- _The task_:
Every line with the string "MatchRecord" must be copied from the entries below.
___
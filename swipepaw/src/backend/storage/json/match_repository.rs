//! # Match Repository
//!
//! Persists the append-only sequence of swipe decisions and their mutuality
//! outcomes under the `matches` key. Every append rewrites the whole
//! collection; there is no partial write.
//!
//! ## Stored format
//!
//! ```json
//! {
//!   "schema_version": 1,
//!   "matches": [
//!     { "pet_id": "1", "kind": "accept", "timestamp": 1737370800000, "is_mutual": false }
//!   ]
//! }
//! ```

use anyhow::Result;
use async_trait::async_trait;
use log::{debug, info};
use serde::{Deserialize, Serialize};
use shared::MatchRecord;

use super::connection::JsonConnection;
use crate::backend::storage::MatchStorage;

const MATCHES_KEY: &str = "matches";
const SCHEMA_VERSION: u32 = 1;

/// On-disk envelope for the match collection
#[derive(Debug, Serialize, Deserialize)]
struct MatchesFile {
    schema_version: u32,
    matches: Vec<MatchRecord>,
}

/// JSON-backed match record repository
#[derive(Clone)]
pub struct MatchRepository {
    connection: JsonConnection,
}

impl MatchRepository {
    pub fn new(connection: JsonConnection) -> Self {
        Self { connection }
    }

    fn read_all(&self) -> Result<Vec<MatchRecord>> {
        match self.connection.read_key(MATCHES_KEY)? {
            Some(value) => {
                let file: MatchesFile = serde_json::from_str(&value)?;
                if file.schema_version != SCHEMA_VERSION {
                    anyhow::bail!(
                        "Unsupported matches schema version: {} (expected {})",
                        file.schema_version,
                        SCHEMA_VERSION
                    );
                }
                Ok(file.matches)
            }
            // Absent key means no swipes yet, not an error
            None => Ok(Vec::new()),
        }
    }

    fn write_all(&self, matches: Vec<MatchRecord>) -> Result<()> {
        let file = MatchesFile {
            schema_version: SCHEMA_VERSION,
            matches,
        };
        let value = serde_json::to_string(&file)?;
        self.connection.write_key(MATCHES_KEY, &value)
    }
}

#[async_trait]
impl MatchStorage for MatchRepository {
    async fn store_match(&self, record: &MatchRecord) -> Result<()> {
        let mut matches = self.read_all()?;
        matches.push(record.clone());
        self.write_all(matches)?;

        info!(
            "Stored {} decision for pet {} (mutual: {})",
            record.kind, record.pet_id, record.is_mutual
        );
        Ok(())
    }

    async fn list_matches(&self) -> Result<Vec<MatchRecord>> {
        let matches = self.read_all()?;
        debug!("Loaded {} match records", matches.len());
        Ok(matches)
    }
}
___
- _Exercise output_:
use shared::MatchRecord;
    matches: Vec<MatchRecord>,
    fn read_all(&self) -> Result<Vec<MatchRecord>> {
    fn write_all(&self, matches: Vec<MatchRecord>) -> Result<()> {
    async fn store_match(&self, record: &MatchRecord) -> Result<()> {
    async fn list_matches(&self) -> Result<Vec<MatchRecord>> {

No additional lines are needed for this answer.